Task requirements:
Print out the entries that follow exactly, missing none.

Data for the task:
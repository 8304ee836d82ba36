//! Buffered bulk indexer.
//!
//! The indexer accepts single items and turns them into bulk requests. Items
//! go into one bounded queue shared by `num_workers` workers, so a worker busy
//! with a slow request never holds items back from the others. Each worker
//! flushes its buffer when it reaches `flush_bytes` or every `flush_interval`,
//! whichever comes first. Failed requests are retried according to the configured
//! `RetryPolicy`.

mod stats;
mod worker;

use std::sync::atomic::Ordering;
use std::sync::Arc;
use std::time::Duration;

use tokio::sync::{mpsc, Mutex};
use tokio::task::JoinHandle;
use tracing::{error, info};

use crate::errors::SearchError;
use crate::interfaces::BulkWriteClient;
use crate::retry::RetryPolicy;
use crate::types::{BulkFailure, BulkItem};

pub use stats::BulkIndexerStats;
use stats::StatsCounters;
use worker::IndexerWorker;

/// Callback invoked for every document that could not be written.
pub type FailureHandler = Arc<dyn Fn(BulkFailure) + Send + Sync>;

/// Configuration for the bulk indexer.
#[derive(Debug, Clone)]
pub struct BulkIndexerConfig {
    /// Number of workers submitting bulk requests concurrently.
    pub num_workers: usize,
    /// Maximum time an item stays buffered before it is flushed.
    pub flush_interval: Duration,
    /// Buffer size in bytes that triggers a flush.
    pub flush_bytes: usize,
    /// Capacity of the queue shared by the workers.
    pub queue_capacity: usize,
    /// Retry policy for bulk requests.
    pub retry: RetryPolicy,
}

impl Default for BulkIndexerConfig {
    fn default() -> Self {
        Self {
            num_workers: 4,
            flush_interval: Duration::from_secs(1),
            flush_bytes: 5 * 1024 * 1024,
            queue_capacity: 1024,
            retry: RetryPolicy::default(),
        }
    }
}

/// Bulk indexer feeding a `BulkWriteClient` from a pool of workers.
///
/// # Example
///
/// ```ignore
/// let indexer = BulkIndexer::new(client, BulkIndexerConfig::default(), None);
/// indexer.add(BulkItem::index("svc-a-monza-2024-01-01", "doc-1", body)).await?;
/// let stats = indexer.close().await;
/// ```
pub struct BulkIndexer {
    sender: mpsc::Sender<BulkItem>,
    workers: Vec<JoinHandle<()>>,
    stats: Arc<StatsCounters>,
}

impl BulkIndexer {
    /// Start the indexer workers.
    ///
    /// Must be called from within a Tokio runtime. A zero worker count or
    /// interval is raised to the smallest usable value.
    pub fn new(
        client: Arc<dyn BulkWriteClient>,
        config: BulkIndexerConfig,
        on_failure: Option<FailureHandler>,
    ) -> Self {
        let num_workers = config.num_workers.max(1);
        let flush_interval = config.flush_interval.max(Duration::from_millis(1));
        let stats = Arc::new(StatsCounters::default());

        let (sender, receiver) = mpsc::channel(config.queue_capacity.max(1));
        let receiver = Arc::new(Mutex::new(receiver));

        let mut workers = Vec::with_capacity(num_workers);
        for id in 0..num_workers {
            let worker = IndexerWorker {
                id,
                client: client.clone(),
                retry: config.retry.clone(),
                flush_bytes: config.flush_bytes,
                flush_interval,
                stats: stats.clone(),
                on_failure: on_failure.clone(),
                buffer: Vec::new(),
                buffered_bytes: 0,
            };
            workers.push(tokio::spawn(worker.run(receiver.clone())));
        }

        info!(
            num_workers = num_workers,
            flush_interval_ms = flush_interval.as_millis() as u64,
            flush_bytes = config.flush_bytes,
            "Started bulk indexer"
        );

        Self {
            sender,
            workers,
            stats,
        }
    }

    /// Queue an item for indexing.
    ///
    /// Waits while the shared queue is full, which only happens when every
    /// worker is behind.
    ///
    /// # Returns
    ///
    /// * `Ok(())` - If the item was queued
    /// * `Err(SearchError::IndexerClosed)` - If the workers have stopped
    pub async fn add(&self, item: BulkItem) -> Result<(), SearchError> {
        self.sender
            .send(item)
            .await
            .map_err(|_| SearchError::IndexerClosed)?;
        self.stats.added.fetch_add(1, Ordering::Relaxed);
        Ok(())
    }

    /// Current counters.
    pub fn stats(&self) -> BulkIndexerStats {
        self.stats.snapshot()
    }

    /// Stop accepting items, flush every buffer and wait for the workers.
    ///
    /// Returns once every outstanding request has completed.
    pub async fn close(self) -> BulkIndexerStats {
        drop(self.sender);

        for worker in self.workers {
            if let Err(e) = worker.await {
                error!(error = %e, "Bulk indexer worker failed");
            }
        }

        let stats = self.stats.snapshot();
        info!(
            added = stats.num_added,
            indexed = stats.num_indexed,
            failed = stats.num_failed,
            requests = stats.num_requests,
            "Bulk indexer closed"
        );
        stats
    }
}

Result of the task:
repository 8304ee836d82ba36
//! Buffered bulk indexer.
//!
//! The indexer accepts single items and turns them into bulk requests. Items
//! go into one bounded queue shared by `num_workers` workers, so a worker busy
//! with a slow request never holds items back from the others. Each worker
//! flushes its buffer when it reaches `flush_bytes` or every `flush_interval`,
//! whichever comes first. Failed requests are retried according to the configured
//! `RetryPolicy`.

mod stats;
mod worker;

use std::sync::atomic::Ordering;
use std::sync::Arc;
use std::time::Duration;

use tokio::sync::{mpsc, Mutex};
use tokio::task::JoinHandle;
use tracing::{error, info};

use crate::errors::SearchError;
use crate::interfaces::BulkWriteClient;
use crate::retry::RetryPolicy;
use crate::types::{BulkFailure, BulkItem};

pub use stats::BulkIndexerStats;
use stats::StatsCounters;
use worker::IndexerWorker;

/// Callback invoked for every document that could not be written.
pub type FailureHandler = Arc<dyn Fn(BulkFailure) + Send + Sync>;

/// Configuration for the bulk indexer.
#[derive(Debug, Clone)]
pub struct BulkIndexerConfig {
    /// Number of workers submitting bulk requests concurrently.
    pub num_workers: usize,
    /// Maximum time an item stays buffered before it is flushed.
    pub flush_interval: Duration,
    /// Buffer size in bytes that triggers a flush.
    pub flush_bytes: usize,
    /// Capacity of the queue shared by the workers.
    pub queue_capacity: usize,
    /// Retry policy for bulk requests.
    pub retry: RetryPolicy,
}

impl Default for BulkIndexerConfig {
    fn default() -> Self {
        Self {
            num_workers: 4,
            flush_interval: Duration::from_secs(1),
            flush_bytes: 5 * 1024 * 1024,
            queue_capacity: 1024,
            retry: RetryPolicy::default(),
        }
    }
}

/// Bulk indexer feeding a `BulkWriteClient` from a pool of workers.
///
/// # Example
///
/// ```ignore
/// let indexer = BulkIndexer::new(client, BulkIndexerConfig::default(), None);
/// indexer.add(BulkItem::index("svc-a-monza-2024-01-01", "doc-1", body)).await?;
/// let stats = indexer.close().await;
/// ```
pub struct BulkIndexer {
    sender: mpsc::Sender<BulkItem>,
    workers: Vec<JoinHandle<()>>,
    stats: Arc<StatsCounters>,
}

impl BulkIndexer {
    /// Start the indexer workers.
    ///
    /// Must be called from within a Tokio runtime. A zero worker count or
    /// interval is raised to the smallest usable value.
    pub fn new(
        client: Arc<dyn BulkWriteClient>,
        config: BulkIndexerConfig,
        on_failure: Option<FailureHandler>,
    ) -> Self {
        let num_workers = config.num_workers.max(1);
        let flush_interval = config.flush_interval.max(Duration::from_millis(1));
        let stats = Arc::new(StatsCounters::default());

        let (sender, receiver) = mpsc::channel(config.queue_capacity.max(1));
        let receiver = Arc::new(Mutex::new(receiver));

        let mut workers = Vec::with_capacity(num_workers);
        for id in 0..num_workers {
            let worker = IndexerWorker {
                id,
                client: client.clone(),
                retry: config.retry.clone(),
                flush_bytes: config.flush_bytes,
                flush_interval,
                stats: stats.clone(),
                on_failure: on_failure.clone(),
                buffer: Vec::new(),
                buffered_bytes: 0,
            };
            workers.push(tokio::spawn(worker.run(receiver.clone())));
        }

        info!(
            num_workers = num_workers,
            flush_interval_ms = flush_interval.as_millis() as u64,
            flush_bytes = config.flush_bytes,
            "Started bulk indexer"
        );

        Self {
            sender,
            workers,
            stats,
        }
    }

    /// Queue an item for indexing.
    ///
    /// Waits while the shared queue is full, which only happens when every
    /// worker is behind.
    ///
    /// # Returns
    ///
    /// * `Ok(())` - If the item was queued
    /// * `Err(SearchError::IndexerClosed)` - If the workers have stopped
    pub async fn add(&self, item: BulkItem) -> Result<(), SearchError> {
        self.sender
            .send(item)
            .await
            .map_err(|_| SearchError::IndexerClosed)?;
        self.stats.added.fetch_add(1, Ordering::Relaxed);
        Ok(())
    }

    /// Current counters.
    pub fn stats(&self) -> BulkIndexerStats {
        self.stats.snapshot()
    }

    /// Stop accepting items, flush every buffer and wait for the workers.
    ///
    /// Returns once every outstanding request has completed.
    pub async fn close(self) -> BulkIndexerStats {
        drop(self.sender);

        for worker in self.workers {
            if let Err(e) = worker.await {
                error!(error = %e, "Bulk indexer worker failed");
            }
        }

        let stats = self.stats.snapshot();
        info!(
            added = stats.num_added,
            indexed = stats.num_indexed,
            failed = stats.num_failed,
            requests = stats.num_requests,
            "Bulk indexer closed"
        );
        stats
    }
}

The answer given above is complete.